Repeat every line of the material that follows, word for word.

Extracted records =

□ □ □ □

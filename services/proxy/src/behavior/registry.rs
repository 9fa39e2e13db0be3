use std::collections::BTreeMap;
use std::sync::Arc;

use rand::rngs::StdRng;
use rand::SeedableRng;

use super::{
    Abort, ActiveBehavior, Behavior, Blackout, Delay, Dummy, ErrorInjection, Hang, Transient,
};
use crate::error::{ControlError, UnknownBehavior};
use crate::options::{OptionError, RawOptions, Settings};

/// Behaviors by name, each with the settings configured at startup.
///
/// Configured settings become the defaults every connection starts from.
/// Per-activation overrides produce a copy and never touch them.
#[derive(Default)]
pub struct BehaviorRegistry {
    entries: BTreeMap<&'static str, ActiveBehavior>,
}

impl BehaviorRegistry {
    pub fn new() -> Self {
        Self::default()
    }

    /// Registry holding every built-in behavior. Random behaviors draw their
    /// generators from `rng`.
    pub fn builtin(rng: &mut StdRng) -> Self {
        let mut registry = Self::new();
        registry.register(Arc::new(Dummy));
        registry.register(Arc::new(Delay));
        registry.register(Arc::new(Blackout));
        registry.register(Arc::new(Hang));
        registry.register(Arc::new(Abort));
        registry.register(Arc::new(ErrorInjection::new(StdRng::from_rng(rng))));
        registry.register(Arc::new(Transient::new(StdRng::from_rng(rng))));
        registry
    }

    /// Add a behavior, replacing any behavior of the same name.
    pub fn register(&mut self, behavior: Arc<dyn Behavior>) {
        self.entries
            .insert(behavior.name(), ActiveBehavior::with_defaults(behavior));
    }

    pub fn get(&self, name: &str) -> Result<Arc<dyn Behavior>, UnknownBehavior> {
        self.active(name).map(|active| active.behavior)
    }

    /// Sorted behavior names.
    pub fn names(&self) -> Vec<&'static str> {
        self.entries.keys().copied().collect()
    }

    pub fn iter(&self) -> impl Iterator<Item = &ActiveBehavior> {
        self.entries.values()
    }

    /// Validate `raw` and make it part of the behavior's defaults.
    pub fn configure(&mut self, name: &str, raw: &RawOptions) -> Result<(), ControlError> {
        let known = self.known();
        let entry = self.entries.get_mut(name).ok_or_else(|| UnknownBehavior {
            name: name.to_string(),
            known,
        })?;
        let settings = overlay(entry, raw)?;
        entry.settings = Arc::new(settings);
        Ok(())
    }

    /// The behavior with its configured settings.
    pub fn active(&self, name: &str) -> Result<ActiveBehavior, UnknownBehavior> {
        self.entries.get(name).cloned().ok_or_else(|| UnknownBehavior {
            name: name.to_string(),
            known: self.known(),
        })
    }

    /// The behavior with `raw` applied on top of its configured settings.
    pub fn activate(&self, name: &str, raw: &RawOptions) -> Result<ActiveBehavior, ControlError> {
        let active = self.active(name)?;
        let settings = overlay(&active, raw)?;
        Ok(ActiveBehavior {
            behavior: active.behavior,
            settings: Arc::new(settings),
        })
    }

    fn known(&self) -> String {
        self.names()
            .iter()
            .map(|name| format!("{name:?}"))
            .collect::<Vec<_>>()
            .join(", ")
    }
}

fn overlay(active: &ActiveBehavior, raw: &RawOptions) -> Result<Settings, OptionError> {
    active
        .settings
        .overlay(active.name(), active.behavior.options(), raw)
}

□ □ □ □

Exercise result =
filename services/proxy/src/behavior/registry.rs
repository 9fa39e2e13db0be3
use std::collections::BTreeMap;
use std::sync::Arc;

use rand::rngs::StdRng;
use rand::SeedableRng;

use super::{
    Abort, ActiveBehavior, Behavior, Blackout, Delay, Dummy, ErrorInjection, Hang, Transient,
};
use crate::error::{ControlError, UnknownBehavior};
use crate::options::{OptionError, RawOptions, Settings};

/// Behaviors by name, each with the settings configured at startup.
///
/// Configured settings become the defaults every connection starts from.
/// Per-activation overrides produce a copy and never touch them.
#[derive(Default)]
pub struct BehaviorRegistry {
    entries: BTreeMap<&'static str, ActiveBehavior>,
}

impl BehaviorRegistry {
    pub fn new() -> Self {
        Self::default()
    }

    /// Registry holding every built-in behavior. Random behaviors draw their
    /// generators from `rng`.
    pub fn builtin(rng: &mut StdRng) -> Self {
        let mut registry = Self::new();
        registry.register(Arc::new(Dummy));
        registry.register(Arc::new(Delay));
        registry.register(Arc::new(Blackout));
        registry.register(Arc::new(Hang));
        registry.register(Arc::new(Abort));
        registry.register(Arc::new(ErrorInjection::new(StdRng::from_rng(rng))));
        registry.register(Arc::new(Transient::new(StdRng::from_rng(rng))));
        registry
    }

    /// Add a behavior, replacing any behavior of the same name.
    pub fn register(&mut self, behavior: Arc<dyn Behavior>) {
        self.entries
            .insert(behavior.name(), ActiveBehavior::with_defaults(behavior));
    }

    pub fn get(&self, name: &str) -> Result<Arc<dyn Behavior>, UnknownBehavior> {
        self.active(name).map(|active| active.behavior)
    }

    /// Sorted behavior names.
    pub fn names(&self) -> Vec<&'static str> {
        self.entries.keys().copied().collect()
    }

    pub fn iter(&self) -> impl Iterator<Item = &ActiveBehavior> {
        self.entries.values()
    }

    /// Validate `raw` and make it part of the behavior's defaults.
    pub fn configure(&mut self, name: &str, raw: &RawOptions) -> Result<(), ControlError> {
        let known = self.known();
        let entry = self.entries.get_mut(name).ok_or_else(|| UnknownBehavior {
            name: name.to_string(),
            known,
        })?;
        let settings = overlay(entry, raw)?;
        entry.settings = Arc::new(settings);
        Ok(())
    }

    /// The behavior with its configured settings.
    pub fn active(&self, name: &str) -> Result<ActiveBehavior, UnknownBehavior> {
        self.entries.get(name).cloned().ok_or_else(|| UnknownBehavior {
            name: name.to_string(),
            known: self.known(),
        })
    }

    /// The behavior with `raw` applied on top of its configured settings.
    pub fn activate(&self, name: &str, raw: &RawOptions) -> Result<ActiveBehavior, ControlError> {
        let active = self.active(name)?;
        let settings = overlay(&active, raw)?;
        Ok(ActiveBehavior {
            behavior: active.behavior,
            settings: Arc::new(settings),
        })
    }

    fn known(&self) -> String {
        self.names()
            .iter()
            .map(|name| format!("{name:?}"))
            .collect::<Vec<_>>()
            .join(", ")
    }
}

fn overlay(active: &ActiveBehavior, raw: &RawOptions) -> Result<Settings, OptionError> {
    active
        .settings
        .overlay(active.name(), active.behavior.options(), raw)
}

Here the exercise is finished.